SANFORD, FL. State inspectors visited Shantells on the Run at 503 Sanford Ave on May 15 and documented food coming from unapproved or unknown sources, a violation that means whatever was being served that day had bypassed every federal safety inspection designed to catch Listeria, Salmonella, and E. coli before it reaches a customer's plate.
That was one of six high-severity violations cited at the Sanford food cart. Inspectors also found four intermediate violations. The facility was not closed.
What Inspectors Found
The shellfish violation compounds the sourcing problem. Inspectors cited inadequate shell stock identification and records, meaning oysters, clams, or mussels on the menu could not be traced back to a licensed harvester or approved growing water. Shellfish are among the highest-risk foods a restaurant can serve, and traceability tags exist precisely so that when someone gets sick, investigators can identify the harvest lot and pull it from other kitchens.
There was no written employee health policy, or the policy in place was inadequate. That means workers at Shantells on the Run had no formal, documented guidance telling them to stay home when sick with Norovirus, Hepatitis A, or Salmonella.
Inspectors also found that employees were not washing their hands correctly. Improper technique, the state notes, leaves pathogens on hands even when a worker makes the attempt. Food contact surfaces were not properly cleaned or sanitized, a direct cross-contamination pathway between raw and ready-to-eat items.
Toxic chemicals were improperly stored or labeled near food. That is not a paperwork problem. Mislabeled or misplaced chemicals near food preparation areas create a direct route to acute poisoning.
On the intermediate side, inspectors cited improper sewage or wastewater disposal, multi-use utensils not properly cleaned, single-use items being reused, and inadequate ventilation and lighting. The sewage citation, in particular, carries serious weight: improper disposal creates the possibility of fecal contamination spreading across surfaces throughout the facility.
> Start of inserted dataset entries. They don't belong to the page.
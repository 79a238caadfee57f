use axum::{
    extract::{Path, State},
    Json,
};
use validator::Validate;

use crate::api::errors::ApiError;
use crate::api::guards::{require_exam_owner, CurrentAdmin, CurrentTeacher, Identity};
use crate::core::state::AppState;
use crate::core::time::now_utc;
use crate::db::models::Exam;
use crate::schemas::attempt::{
    ExamGradingResponse, ManualGradeRequest, ManualGradeResponse, ReleaseResponse,
    ResetAttemptsRequest, ResetAttemptsResponse,
};
use crate::services::aggregate::load_exam;
use crate::services::grading::{self, ManualGrade};
use crate::services::release::{self, ReleaseAction};
use crate::services::{results, retake};

async fn owned_exam(state: &AppState, exam_id: &str, teacher: &Identity) -> Result<Exam, ApiError> {
    let exam = load_exam(state.store(), exam_id).await?;
    require_exam_owner(&exam, teacher)?;
    Ok(exam)
}

pub(super) async fn exam_grading(
    Path(exam_id): Path<String>,
    CurrentTeacher(teacher): CurrentTeacher,
    State(state): State<AppState>,
) -> Result<Json<ExamGradingResponse>, ApiError> {
    let exam = owned_exam(&state, &exam_id, &teacher).await?;
    Ok(Json(results::exam_grading(&exam, None)))
}

pub(super) async fn student_grading(
    Path((exam_id, student_id)): Path<(String, String)>,
    CurrentTeacher(teacher): CurrentTeacher,
    State(state): State<AppState>,
) -> Result<Json<ExamGradingResponse>, ApiError> {
    let exam = owned_exam(&state, &exam_id, &teacher).await?;
    let view = results::exam_grading(&exam, Some(&student_id));
    if view.attempts.is_empty() {
        return Err(ApiError::NotFound("No attempts found for this student".to_string()));
    }
    Ok(Json(view))
}

pub(super) async fn grade_question(
    Path((exam_id, student_id, question_number)): Path<(String, String, u32)>,
    CurrentTeacher(teacher): CurrentTeacher,
    State(state): State<AppState>,
    Json(payload): Json<ManualGradeRequest>,
) -> Result<Json<ManualGradeResponse>, ApiError> {
    payload.validate().map_err(|e| ApiError::BadRequest(e.to_string()))?;
    owned_exam(&state, &exam_id, &teacher).await?;

    let grade = ManualGrade {
        student_id: &student_id,
        attempt_id: payload.attempt_id.as_deref(),
        question_number,
        marks_obtained: payload.marks_obtained,
        feedback: payload.feedback,
        grader_id: &teacher.id,
    };
    let outcome = grading::grade_question(&state, &exam_id, grade, now_utc()).await?;

    Ok(Json(ManualGradeResponse {
        attempt_id: outcome.attempt_id,
        question_number: outcome.question_number,
        marks_obtained: outcome.marks_obtained,
        actual_score: outcome.actual.score,
        actual_percentage: outcome.actual.percentage,
        grading_status: outcome.grading_status,
    }))
}

async fn change_visibility(
    state: &AppState,
    exam_id: String,
    teacher: &Identity,
    action: ReleaseAction,
) -> Result<Json<ReleaseResponse>, ApiError> {
    owned_exam(state, &exam_id, teacher).await?;
    let affected = release::apply(state, &exam_id, action, &teacher.id, now_utc()).await?;

    Ok(Json(ReleaseResponse { exam_id, action: action.as_str(), affected }))
}

pub(super) async fn release_results(
    Path(exam_id): Path<String>,
    CurrentTeacher(teacher): CurrentTeacher,
    State(state): State<AppState>,
) -> Result<Json<ReleaseResponse>, ApiError> {
    change_visibility(&state, exam_id, &teacher, ReleaseAction::Release).await
}

pub(super) async fn unrelease_results(
    Path(exam_id): Path<String>,
    CurrentTeacher(teacher): CurrentTeacher,
    State(state): State<AppState>,
) -> Result<Json<ReleaseResponse>, ApiError> {
    change_visibility(&state, exam_id, &teacher, ReleaseAction::Unrelease).await
}

pub(super) async fn reset_attempts(
    Path((exam_id, student_id)): Path<(String, String)>,
    CurrentAdmin(admin): CurrentAdmin,
    State(state): State<AppState>,
    Json(payload): Json<ResetAttemptsRequest>,
) -> Result<Json<ResetAttemptsResponse>, ApiError> {
    payload.validate().map_err(|e| ApiError::BadRequest(e.to_string()))?;

    let outcome =
        retake::reset(&state, &exam_id, &student_id, &admin.id, &payload.reason, now_utc())
            .await?;

    Ok(Json(ResetAttemptsResponse { exam_id, student_id, removed: outcome.removed }))
}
What These Violations Mean
Food from unapproved sources is not a labeling technicality. The USDA and FDA inspection system exists to intercept contaminated product before it reaches a kitchen. When a restaurant sources food outside that system, the entire safety net disappears. If a customer gets sick, investigators have no chain of custody to follow, no harvest records to pull, and no way to warn others who may have eaten the same product elsewhere.
The shellfish traceability failure amplifies that risk. Raw and lightly cooked shellfish are among the most common vehicles for Norovirus and Vibrio infection. The tagging requirement exists because a single contaminated harvest lot can sicken dozens of people across multiple restaurants. Without those records at Shantells on the Run, that chain cannot be reconstructed.
The combination of no health policy and improper handwashing technique is particularly direct. A sick employee with no policy telling them to stay home, washing hands in a way that does not actually remove pathogens, then handling food on surfaces that are not properly sanitized, describes a nearly unobstructed transmission route from an ill worker to a customer's food.
Improperly stored toxic chemicals near food require no chain of events to cause harm. A mislabeled bottle, a spill, a chemical placed above an uncovered food item, any of those scenarios produces immediate injury.
The Longer Record
Shantells on the Run: Inspection Pattern, 2023-2026
The May 15 inspection is not an outlier. State records show 36 inspections on file for Shantells on the Run, with 343 total violations accumulated across that history. Of the eight most recent inspections listed in state records, only one, a March 16 re-check that found just one high violation, came in below four high-severity citations.
The facility has never been emergency-closed. That fact sits alongside a record that includes an 8-high-violation inspection on March 4 of this year, a 7-high inspection in November 2024, and a 6-high inspection on March 5, just ten days after that worst-ever visit.
The categories repeat. Food sourcing problems, handwashing failures, sanitation breakdowns. These are not new discoveries at this address.
On May 15, 2026, with six high-severity violations on the inspector's clipboard, including food of unknown origin and sewage improperly disposed of, Shantells on the Run was allowed to keep serving customers.